Capítulo IV. Ella no lleva tu nombre, pero rasga la misma herida
Averen
La flor ya no olía como antes. Pero aún tenía ese gesto insolente que solo tienen las cosas que florecen donde no deben.
La dejé sobre el picaporte. No por nostalgia. Por desafío.
No a ella. A mí.
Porque cada vez que la veo (sí, incluso sin verla) me dan ganas de pronunciar su nombre. Pero no el que todos conocen. El otro. El que yo le puse. El que nadie más recuerda salvo yo, la piedra del umbral… y, quizá, el reflejo que ya no obedece.
Me quedé al otro lado de la pared por un tiempo que no puedo medir. Escuché su cuaderno cerrarse. Su respiración hacerse horizontal. El leve crujido del suelo bajo sus dedos al caminar descalza… como si el lugar la aceptara sin negociaciones.
Eso es lo que más me rompe: el castillo la eligió.
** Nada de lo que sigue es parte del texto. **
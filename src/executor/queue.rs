//! Bounded handoff queue between the producing (row-reading) side and the
//! consuming (handler) thread.
//!
//! `put` blocks at capacity; that backpressure is what keeps a fast reader
//! from buffering an unbounded number of assembled batches ahead of a slow
//! consumer. `force_put` bypasses the bound so teardown messages get through
//! even when the queue is full.

use std::collections::VecDeque;

use parking_lot::{Condvar, Mutex};

pub const DEFAULT_QUEUE_CAPACITY: usize = 1000;

pub struct BoundedQueue<T> {
    items: Mutex<VecDeque<T>>,
    capacity: usize,
    not_full: Condvar,
    not_empty: Condvar,
}

impl<T> BoundedQueue<T> {
    pub fn new(capacity: usize) -> Self {
        BoundedQueue {
            items: Mutex::new(VecDeque::with_capacity(capacity)),
            capacity: capacity.max(1),
            not_full: Condvar::new(),
            not_empty: Condvar::new(),
        }
    }

    /// Blocking insert; waits while the queue is at capacity.
    pub fn put(&self, item: T) {
        let mut items = self.items.lock();
        while items.len() >= self.capacity {
            self.not_full.wait(&mut items);
        }
        items.push_back(item);
        self.not_empty.notify_one();
    }

    /// Insert regardless of capacity. Teardown only.
    pub fn force_put(&self, item: T) {
        let mut items = self.items.lock();
        items.push_back(item);
        self.not_empty.notify_one();
    }

    /// Blocking remove; waits while the queue is empty.
    pub fn take(&self) -> T {
        let mut items = self.items.lock();
        loop {
            if let Some(item) = items.pop_front() {
                self.not_full.notify_one();
                return item;
            }
            self.not_empty.wait(&mut items);
        }
    }

    pub fn len(&self) -> usize {
        self.items.lock().len()
    }

    pub fn is_empty(&self) -> bool {
        self.items.lock().is_empty()
    }
}

#[cfg(test)]
mod tests {
    use std::sync::atomic::{AtomicBool, Ordering};
    use std::time::Duration;

    use super::*;

    #[test]
    fn put_blocks_at_capacity_until_a_take() {
        let queue = BoundedQueue::new(2);
        queue.put(1);
        queue.put(2);
        let second_put_done = AtomicBool::new(false);
        std::thread::scope(|scope| {
            scope.spawn(|| {
                queue.put(3);
                second_put_done.store(true, Ordering::SeqCst);
            });
            std::thread::sleep(Duration::from_millis(50));
            assert!(!second_put_done.load(Ordering::SeqCst));
            assert_eq!(queue.take(), 1);
        });
        assert!(second_put_done.load(Ordering::SeqCst));
        assert_eq!(queue.take(), 2);
        assert_eq!(queue.take(), 3);
    }

    #[test]
    fn force_put_ignores_the_bound() {
        let queue = BoundedQueue::new(1);
        queue.put("a");
        queue.force_put("b");
        assert_eq!(queue.len(), 2);
        assert_eq!(queue.take(), "a");
        assert_eq!(queue.take(), "b");
    }

    #[test]
    fn take_waits_for_an_item() {
        let queue: BoundedQueue<u32> = BoundedQueue::new(4);
        std::thread::scope(|scope| {
            scope.spawn(|| {
                std::thread::sleep(Duration::from_millis(20));
                queue.put(7);
            });
            assert_eq!(queue.take(), 7);
        });
    }
}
Sin condiciones, y aún así… yo no puedo hacerlo.
Los demás no la han visto aún. Pero cuando lo hagan, recordarán. No su rostro, no sus gestos. Recordarán sus propias fallas. Eso es lo que ella activa: el reflejo que no perdona.
Me retiré. No por cobardía. Por previsión.
Necesito verla entrar al Salón de la Penumbra Cóncava, donde los espejos giran según lo que temes y no lo que buscas. Si pasa esa prueba, sabré que aún hay un hueco en esta eternidad para alguien como ella.
Pero antes… debía leer las notas de Thais. Las que ella dejó encerradas en el relicario de hueso, con las instrucciones:
“Entrégalas solo si te duelen más de lo que extrañas.”
Hoy fue el día.
Las abrí. El primer renglón me asfixió:
“Ella no confía aún en lo que ama. Pero amará lo que rompa.”
Lo demás está manchado.No por el tiempo. Por lágrimas que no eran mías. Aún.